▶ _Data to process_

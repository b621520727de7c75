use tracing_subscriber::{layer::SubscriberExt, util::SubscriberInitExt};

use afrilingua_payment::{config::AppConfig, create_app, services::AppState};
use afrilingua_database::{create_pool, run_migrations};

#[tokio::main]
async fn main() -> Result<(), Box<dyn std::error::Error>> {
    // Initialize tracing
    tracing_subscriber::registry()
        .with(
            tracing_subscriber::EnvFilter::try_from_default_env()
                .unwrap_or_else(|_| "afrilingua_payment=debug,tower_http=debug".into()),
        )
        .with(tracing_subscriber::fmt::layer())
        .init();

    // Load configuration
    dotenvy::dotenv().ok();
    let config = AppConfig::from_env();

    // Create database connection pool
    let db_pool = create_pool(&config.database).await?;

    // Run migrations
    run_migrations(&db_pool).await?;

    let app_state = AppState::new(db_pool, config.clone())?;
    let app = create_app(app_state);

    // Start the server
    let listener = tokio::net::TcpListener::bind(format!("{}:{}", config.server.host, config.server.port))
        .await?;

    tracing::info!("Payment Service listening on {}:{}", config.server.host, config.server.port);

    axum::serve(listener, app).await?;

    Ok(())
}
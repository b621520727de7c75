use tracing_subscriber::{layer::SubscriberExt, util::SubscriberInitExt};

use afrilingua_notifications::{config::AppConfig, create_app, services::AppState};
use afrilingua_database::{create_pool, run_migrations};

#[tokio::main]
async fn main() -> Result<(), Box<dyn std::error::Error>> {
    // Initialize tracing
    tracing_subscriber::registry()
        .with(
            tracing_subscriber::EnvFilter::try_from_default_env()
                .unwrap_or_else(|_| "afrilingua_notifications=debug,tower_http=debug".into()),
        )
        .with(tracing_subscriber::fmt::layer())
        .init();

    // Load configuration
    dotenvy::dotenv().ok();
    let config = AppConfig::from_env();

    // Create database connection pool
    let db_pool = create_pool(&config.database).await?;

    // Run migrations
    run_migrations(&db_pool).await?;

    let app_state = AppState::new(db_pool, config.clone())?;
    let app = create_app(app_state);

    // Start the server
    let listener = tokio::net::TcpListener::bind(format!("{}:{}", config.server.host, config.server.port))
        .await?;

    tracing::info!("Notifications Service listening on {}:{}", config.server.host, config.server.port);

    axum::serve(listener, app).await?;

    Ok(())
}
use chrono::Utc;
use sqlx::{Executor, Postgres};
use uuid::Uuid;

use afrilingua_auth::ClientInfo;
use afrilingua_common::{AppError, AuditAction};

#[derive(Debug, Clone)]
pub struct AuditEntry {
    pub user_id: Option<Uuid>,
    pub action: AuditAction,
    pub description: String,
    pub ip_address: Option<String>,
    pub user_agent: Option<String>,
    pub metadata: Option<serde_json::Value>,
}

impl AuditEntry {
    pub fn new(user_id: Option<Uuid>, action: AuditAction, description: impl Into<String>) -> Self {
        Self {
            user_id,
            action,
            description: description.into(),
            ip_address: None,
            user_agent: None,
            metadata: None,
        }
    }

    pub fn client(mut self, client: &ClientInfo) -> Self {
        self.ip_address = client.ip_address.clone();
        self.user_agent = client.user_agent.clone();
        self
    }

    pub fn metadata(mut self, metadata: serde_json::Value) -> Self {
        self.metadata = Some(metadata);
        self
    }
}

pub async fn record<'e, E>(executor: E, entry: &AuditEntry) -> Result<(), AppError>
where
    E: Executor<'e, Database = Postgres>,
{
    sqlx::query(
        r#"
        INSERT INTO audit_logs
            (log_id, user_id, action, description, ip_address, user_agent, metadata, created_at)
        VALUES ($1, $2, $3, $4, $5, $6, $7, $8)
        "#,
    )
    .bind(Uuid::new_v4())
    .bind(entry.user_id)
    .bind(entry.action.as_str())
    .bind(&entry.description)
    .bind(&entry.ip_address)
    .bind(&entry.user_agent)
    .bind(&entry.metadata)
    .bind(Utc::now())
    .execute(executor)
    .await?;

    tracing::info!("audit {} by {:?}: {}", entry.action, entry.user_id, entry.description);
    Ok(())
}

▶ _Exercise_
Please provide nothing but the number of lines in the records that hold the string "Option".

▶ _Task output_
5